Every line in the records below between the one holding "pub enum Command" and the one holding "pub fn new(claimed: bool, commands: Commands)", inclusive, is to be set down exactly; all other lines are to be left out.

*Data extracts:*
------------------------------------------------------------------------

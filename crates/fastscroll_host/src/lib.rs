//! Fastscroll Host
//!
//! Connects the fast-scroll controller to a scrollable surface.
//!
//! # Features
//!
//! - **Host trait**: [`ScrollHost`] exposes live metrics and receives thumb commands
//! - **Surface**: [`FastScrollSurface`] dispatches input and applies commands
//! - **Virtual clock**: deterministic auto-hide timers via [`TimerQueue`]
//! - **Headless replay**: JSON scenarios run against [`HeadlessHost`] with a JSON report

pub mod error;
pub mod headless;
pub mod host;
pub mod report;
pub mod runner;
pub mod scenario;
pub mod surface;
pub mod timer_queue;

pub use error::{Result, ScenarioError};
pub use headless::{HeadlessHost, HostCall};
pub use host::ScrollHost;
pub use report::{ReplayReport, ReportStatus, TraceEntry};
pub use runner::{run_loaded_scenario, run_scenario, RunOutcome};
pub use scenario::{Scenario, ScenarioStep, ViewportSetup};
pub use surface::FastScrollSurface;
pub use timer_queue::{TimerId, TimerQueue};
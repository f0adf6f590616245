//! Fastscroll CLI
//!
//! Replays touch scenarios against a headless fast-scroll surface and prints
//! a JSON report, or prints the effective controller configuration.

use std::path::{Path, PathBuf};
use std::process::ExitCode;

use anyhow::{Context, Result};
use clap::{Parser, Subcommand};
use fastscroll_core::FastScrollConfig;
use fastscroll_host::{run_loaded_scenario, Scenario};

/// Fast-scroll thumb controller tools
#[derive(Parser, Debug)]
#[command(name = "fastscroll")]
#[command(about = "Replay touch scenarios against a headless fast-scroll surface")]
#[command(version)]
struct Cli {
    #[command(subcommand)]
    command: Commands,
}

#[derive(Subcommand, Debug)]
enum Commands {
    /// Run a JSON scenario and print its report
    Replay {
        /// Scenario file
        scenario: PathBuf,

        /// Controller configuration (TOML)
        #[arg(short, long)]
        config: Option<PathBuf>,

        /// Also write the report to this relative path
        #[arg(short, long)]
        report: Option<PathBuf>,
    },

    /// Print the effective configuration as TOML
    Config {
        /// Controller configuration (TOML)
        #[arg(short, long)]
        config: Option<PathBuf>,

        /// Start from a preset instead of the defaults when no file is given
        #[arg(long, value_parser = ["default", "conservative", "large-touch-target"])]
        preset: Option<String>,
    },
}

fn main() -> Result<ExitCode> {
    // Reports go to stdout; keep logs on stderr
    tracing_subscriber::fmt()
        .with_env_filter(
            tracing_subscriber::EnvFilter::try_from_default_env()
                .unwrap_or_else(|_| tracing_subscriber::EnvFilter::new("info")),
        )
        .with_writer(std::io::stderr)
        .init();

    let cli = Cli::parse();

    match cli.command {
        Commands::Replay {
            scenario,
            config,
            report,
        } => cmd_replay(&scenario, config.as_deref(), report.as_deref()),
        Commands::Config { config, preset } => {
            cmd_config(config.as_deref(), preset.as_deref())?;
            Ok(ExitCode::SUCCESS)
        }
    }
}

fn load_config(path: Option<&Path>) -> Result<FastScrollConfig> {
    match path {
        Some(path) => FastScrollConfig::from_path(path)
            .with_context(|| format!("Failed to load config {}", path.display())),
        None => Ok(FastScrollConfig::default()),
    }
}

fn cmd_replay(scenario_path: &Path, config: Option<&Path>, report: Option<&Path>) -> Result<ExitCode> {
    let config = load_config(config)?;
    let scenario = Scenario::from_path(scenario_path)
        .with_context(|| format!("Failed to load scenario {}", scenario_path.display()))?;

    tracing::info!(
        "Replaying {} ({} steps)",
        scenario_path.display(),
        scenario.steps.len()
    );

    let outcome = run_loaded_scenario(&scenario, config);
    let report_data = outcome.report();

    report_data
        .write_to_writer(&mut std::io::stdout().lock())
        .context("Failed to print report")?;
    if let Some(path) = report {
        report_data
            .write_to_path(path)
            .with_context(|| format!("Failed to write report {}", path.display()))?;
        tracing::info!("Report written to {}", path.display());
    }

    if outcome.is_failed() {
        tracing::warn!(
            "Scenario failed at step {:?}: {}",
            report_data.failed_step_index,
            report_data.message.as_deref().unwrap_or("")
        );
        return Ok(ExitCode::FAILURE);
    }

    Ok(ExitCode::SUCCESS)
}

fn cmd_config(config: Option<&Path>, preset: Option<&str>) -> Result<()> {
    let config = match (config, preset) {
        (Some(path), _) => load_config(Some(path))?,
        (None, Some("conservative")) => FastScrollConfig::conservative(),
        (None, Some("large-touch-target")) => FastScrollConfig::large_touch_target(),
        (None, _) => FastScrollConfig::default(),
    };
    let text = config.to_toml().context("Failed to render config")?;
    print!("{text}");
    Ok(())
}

------------------------------------------------------------------------

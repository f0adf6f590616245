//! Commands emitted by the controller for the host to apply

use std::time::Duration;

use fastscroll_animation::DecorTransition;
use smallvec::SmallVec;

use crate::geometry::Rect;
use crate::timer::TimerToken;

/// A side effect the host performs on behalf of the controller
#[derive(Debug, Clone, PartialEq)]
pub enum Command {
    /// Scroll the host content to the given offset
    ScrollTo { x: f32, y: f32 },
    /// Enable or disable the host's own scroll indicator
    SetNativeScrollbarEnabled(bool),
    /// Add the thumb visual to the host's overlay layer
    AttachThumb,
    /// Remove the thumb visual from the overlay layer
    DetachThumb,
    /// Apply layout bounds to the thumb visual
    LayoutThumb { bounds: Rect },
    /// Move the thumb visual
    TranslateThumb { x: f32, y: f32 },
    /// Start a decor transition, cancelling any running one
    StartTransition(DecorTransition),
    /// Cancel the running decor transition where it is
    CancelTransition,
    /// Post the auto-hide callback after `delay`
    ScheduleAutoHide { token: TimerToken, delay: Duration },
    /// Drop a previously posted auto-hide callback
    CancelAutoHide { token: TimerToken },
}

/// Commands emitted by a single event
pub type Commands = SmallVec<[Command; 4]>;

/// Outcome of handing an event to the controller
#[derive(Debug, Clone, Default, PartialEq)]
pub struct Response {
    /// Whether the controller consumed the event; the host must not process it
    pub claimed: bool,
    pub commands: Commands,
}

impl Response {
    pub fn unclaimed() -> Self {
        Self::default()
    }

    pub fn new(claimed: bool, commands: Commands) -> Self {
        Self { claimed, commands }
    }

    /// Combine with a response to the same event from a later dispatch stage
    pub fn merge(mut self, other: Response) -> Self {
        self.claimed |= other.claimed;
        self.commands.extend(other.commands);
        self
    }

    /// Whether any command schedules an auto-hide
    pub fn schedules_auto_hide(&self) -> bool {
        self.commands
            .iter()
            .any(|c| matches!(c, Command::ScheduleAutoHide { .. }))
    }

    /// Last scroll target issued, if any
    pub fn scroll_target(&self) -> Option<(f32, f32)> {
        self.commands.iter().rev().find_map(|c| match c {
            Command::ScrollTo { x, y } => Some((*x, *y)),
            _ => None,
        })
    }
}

------------------------------------------------------------------------

*Exercise output:*
pub enum Command {
    /// Scroll the host content to the given offset
    ScrollTo { x: f32, y: f32 },
    /// Enable or disable the host's own scroll indicator
    SetNativeScrollbarEnabled(bool),
    /// Add the thumb visual to the host's overlay layer
    AttachThumb,
    /// Remove the thumb visual from the overlay layer
    DetachThumb,
    /// Apply layout bounds to the thumb visual
    LayoutThumb { bounds: Rect },
    /// Move the thumb visual
    TranslateThumb { x: f32, y: f32 },
    /// Start a decor transition, cancelling any running one
    StartTransition(DecorTransition),
    /// Cancel the running decor transition where it is
    CancelTransition,
    /// Post the auto-hide callback after `delay`
    ScheduleAutoHide { token: TimerToken, delay: Duration },
    /// Drop a previously posted auto-hide callback
    CancelAutoHide { token: TimerToken },
}

/// Commands emitted by a single event
pub type Commands = SmallVec<[Command; 4]>;

/// Outcome of handing an event to the controller
#[derive(Debug, Clone, Default, PartialEq)]
pub struct Response {
    /// Whether the controller consumed the event; the host must not process it
    pub claimed: bool,
    pub commands: Commands,
}

impl Response {
    pub fn unclaimed() -> Self {
        Self::default()
    }

    pub fn new(claimed: bool, commands: Commands) -> Self {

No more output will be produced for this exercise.